私もそれよりほかに何にも、追窮しなかった。
四
それからは、荻原の素振りが少し変って、妙にうたぐり深く、私の心をさぐろうとする。私が何か彼の秘密の鍵をにぎっていはしないかと言うような心持ちがするらしい。
ところが、江戸川の桜が満開になった頃だった。私ははからずも、荻原が恐れていた、彼のその秘密の鍵を握ってしまった。
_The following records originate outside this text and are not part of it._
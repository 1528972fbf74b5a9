//! Record validation and sanitization.
//!
//! Validation never fails outright: every call returns a [`Validation`] with
//! the collected errors and warnings plus a normalized copy of the input.
//! Monetary fields are rounded to cents and timestamps are canonicalized in
//! that copy whether or not the record is valid.

use std::str::FromStr;
use std::sync::LazyLock;

use regex::Regex;
use serde_json::{Map, Value};

use crate::amount::{Amount, round_cents};
use crate::instant::{encode_instant, is_timestamp_field, parse_instant};
use crate::model::{
    PaymentStatus, PaymentType, RecordKind, TransactionStatus, TransactionType, UserStatus,
};

static EMAIL: LazyLock<Regex> =
    LazyLock::new(|| Regex::new(r"^[^\s@]+@[^\s@]+\.[^\s@]+$").expect("valid regex"));

/// Keys that shadow builtin meta-properties of a payload object.
const RESERVED_KEYS: &[&str] = &["constructor", "prototype", "__proto__"];

/// Outcome of validating one record.
#[derive(Debug, Clone, PartialEq)]
pub struct Validation {
    pub is_valid: bool,
    pub errors: Vec<String>,
    pub warnings: Vec<String>,
    pub sanitized: Value,
}

/// Validate `record` against the rule named by `kind`.
///
/// Unknown kinds are accepted with a warning.
pub fn validate(kind: &str, record: &Value) -> Validation {
    match RecordKind::from_str(kind) {
        Ok(kind) => validate_record(kind, record),
        Err(_) => unchecked(kind, record),
    }
}

/// Accept `record` as-is, noting that no rule covers `label`.
pub fn unchecked(label: &str, record: &Value) -> Validation {
    Validation {
        is_valid: true,
        errors: Vec::new(),
        warnings: vec![format!("no validation rule defined for '{label}'")],
        sanitized: record.clone(),
    }
}

pub fn validate_record(kind: RecordKind, record: &Value) -> Validation {
    let Some(fields) = record.as_object() else {
        return Validation {
            is_valid: false,
            errors: vec![format!("{kind} must be a JSON object")],
            warnings: Vec::new(),
            sanitized: record.clone(),
        };
    };

    let mut check = Checker::new(fields.clone());
    match kind {
        RecordKind::Transaction => transaction_rule(&mut check),
        RecordKind::PendingPayment => pending_payment_rule(&mut check),
        RecordKind::User => user_rule(&mut check),
    }
    check.timestamps();
    check.finish()
}

/// Strip keys that start with `__` or shadow meta-properties, recursively.
pub fn sanitize(value: &Value) -> Value {
    match value {
        Value::Object(map) => Value::Object(
            map.iter()
                .filter(|(key, _)| !key.starts_with("__") && !RESERVED_KEYS.contains(&key.as_str()))
                .map(|(key, value)| (key.clone(), sanitize(value)))
                .collect(),
        ),
        Value::Array(items) => Value::Array(items.iter().map(sanitize).collect()),
        other => other.clone(),
    }
}

fn transaction_rule(check: &mut Checker) {
    check.required(&["id", "userId", "type", "status", "amount"]);
    check.strings(&["id", "userId", "currency", "method", "description"]);
    check.one_of::<TransactionType>("type");
    check.one_of::<TransactionStatus>("status");

    if check.money("amount") == Some(0.0) {
        check.warn("transaction amount is zero");
    }
    if check.money("fee").is_none() && !check.fields.contains_key("fee") {
        check.fields.insert("fee".into(), Value::from(0.0));
    }
    if !check.fields.contains_key("currency") {
        check.warn("currency missing, defaulting to USD");
        check.fields.insert("currency".into(), Value::from("USD"));
    }
    check.metadata("metadata");
}

fn pending_payment_rule(check: &mut Checker) {
    check.required(&["id", "userId", "type", "amount", "status"]);
    check.strings(&[
        "id",
        "userId",
        "transactionId",
        "reviewedBy",
        "notes",
        "rejectionReason",
    ]);
    check.one_of::<PaymentType>("type");
    check.one_of::<PaymentStatus>("status");

    if let Some(amount) = check.money("amount") {
        if amount <= 0.0 {
            check.error("pending payment amount must be positive");
        }
    }
}

fn user_rule(check: &mut Checker) {
    check.required(&["id", "email", "status"]);
    check.strings(&["id", "email", "firstName", "lastName"]);
    check.one_of::<UserStatus>("status");

    if let Some(Value::String(email)) = check.fields.get("email") {
        if !EMAIL.is_match(email) {
            let msg = format!("'{email}' is not a valid email address");
            check.error(msg);
        }
    }
    match check.money("balance") {
        Some(balance) if balance < 0.0 => check.error("balance must not be negative"),
        Some(_) => {}
        None if !check.fields.contains_key("balance") => {
            check.fields.insert("balance".into(), Value::from(0.0));
        }
        None => {}
    }
    if let Some(verified) = check.fields.get("verified") {
        if !verified.is_boolean() {
            check.error("'verified' must be a boolean");
        }
    }
}

/// Accumulates findings while normalizing a working copy of the record.
struct Checker {
    fields: Map<String, Value>,
    errors: Vec<String>,
    warnings: Vec<String>,
}

impl Checker {
    fn new(fields: Map<String, Value>) -> Self {
        Self {
            fields,
            errors: Vec::new(),
            warnings: Vec::new(),
        }
    }

    fn error(&mut self, msg: impl Into<String>) {
        self.errors.push(msg.into());
    }

    fn warn(&mut self, msg: impl Into<String>) {
        self.warnings.push(msg.into());
    }

    fn required(&mut self, names: &[&str]) {
        for name in names {
            if self.fields.get(*name).is_none_or(Value::is_null) {
                self.error(format!("missing required field '{name}'"));
            }
        }
    }

    fn strings(&mut self, names: &[&str]) {
        for name in names {
            match self.fields.get(*name) {
                None | Some(Value::Null) | Some(Value::String(_)) => {}
                Some(_) => self.error(format!("'{name}' must be a string")),
            }
        }
    }

    /// Check an enumerated field; out-of-set values are errors.
    fn one_of<E: FromStr<Err = String>>(&mut self, name: &str) {
        match self.fields.get(name) {
            None | Some(Value::Null) => {}
            Some(Value::String(raw)) => {
                if let Err(reason) = raw.parse::<E>() {
                    self.error(format!("invalid {name}: {reason}"));
                }
            }
            Some(_) => self.error(format!("'{name}' must be a string")),
        }
    }

    /// Round a monetary field to cents in place and return the rounded value.
    fn money(&mut self, name: &str) -> Option<f64> {
        match self.fields.get(name) {
            None | Some(Value::Null) => None,
            Some(Value::Number(n)) => {
                let rounded = round_cents(n.as_f64().unwrap_or(0.0));
                self.fields.insert(name.to_string(), Value::from(rounded));
                if !Amount::fits(rounded) {
                    self.error(format!("'{name}' is out of range"));
                }
                Some(rounded)
            }
            Some(_) => {
                self.error(format!("'{name}' must be a number"));
                None
            }
        }
    }

    fn metadata(&mut self, name: &str) {
        match self.fields.get(name) {
            None | Some(Value::Null) => {}
            Some(Value::Object(entries)) => {
                let nested: Vec<String> = entries
                    .iter()
                    .filter(|(_, v)| v.is_object() || v.is_array())
                    .map(|(k, _)| k.clone())
                    .collect();
                for key in nested {
                    self.error(format!("{name} entry '{key}' must be a primitive value"));
                }
            }
            Some(_) => self.error(format!("'{name}' must be an object")),
        }
    }

    /// Canonicalize every timestamp-named field; unparseable values are errors.
    fn timestamps(&mut self) {
        let names: Vec<String> = self
            .fields
            .keys()
            .filter(|k| is_timestamp_field(k))
            .cloned()
            .collect();

        for name in names {
            match self.fields.get(&name) {
                None | Some(Value::Null) => {}
                Some(Value::String(raw)) => match parse_instant(raw) {
                    Some(at) => {
                        self.fields.insert(name, Value::from(encode_instant(at)));
                    }
                    None => self.error(format!("'{name}' is not a valid timestamp")),
                },
                Some(_) => self.error(format!("'{name}' must be a timestamp string")),
            }
        }
    }

    fn finish(self) -> Validation {
        Validation {
            is_valid: self.errors.is_empty(),
            errors: self.errors,
            warnings: self.warnings,
            sanitized: Value::Object(self.fields),
        }
    }
}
小石川の荻原の下宿で夜を更かして、帰ってくるのを、荻原が送ると言うので、江戸川までくると、夜更けて、花の陰に店を出している、大道易者がいたのを、冷やかす気で、見て貰うと、易者は何と思ったのか、荻原の顔を見て、
「あなたには女難がある」と言った。すると荻原はぐっと胸をつかれたと見えて、殆んど狂気《きちがい》のように、その易者に、
「ほんとですか、それはほんとですか。」
と哀願するように言う。私は驚いて、ぐいぐい引き立てて来たが、荻原はもう気がくたくたになっていて、泣き出しそうな声で、私をつかまえて、すっかり自分のことを話してしまった。
荻原は意外にも絶えず女に関係していた。少し前に見た、幻覚もそのため。……荻原は私を送ると言って私の家にくるまで、いくつも相手のちがっている、その恋の物語をした。そしてその晩は泊って行った。
そのうちに彼はふと、自分の室にいると、まざまざ知らぬ男の顔を見ると言って、それにひどくなやまされていたが、急に激しい心臓病にかかって、国に帰ってしまった。
国に帰ってからは、ただ煩悶々々と、当てのわからない、苦痛を訴えた手紙を繁々とよこしている。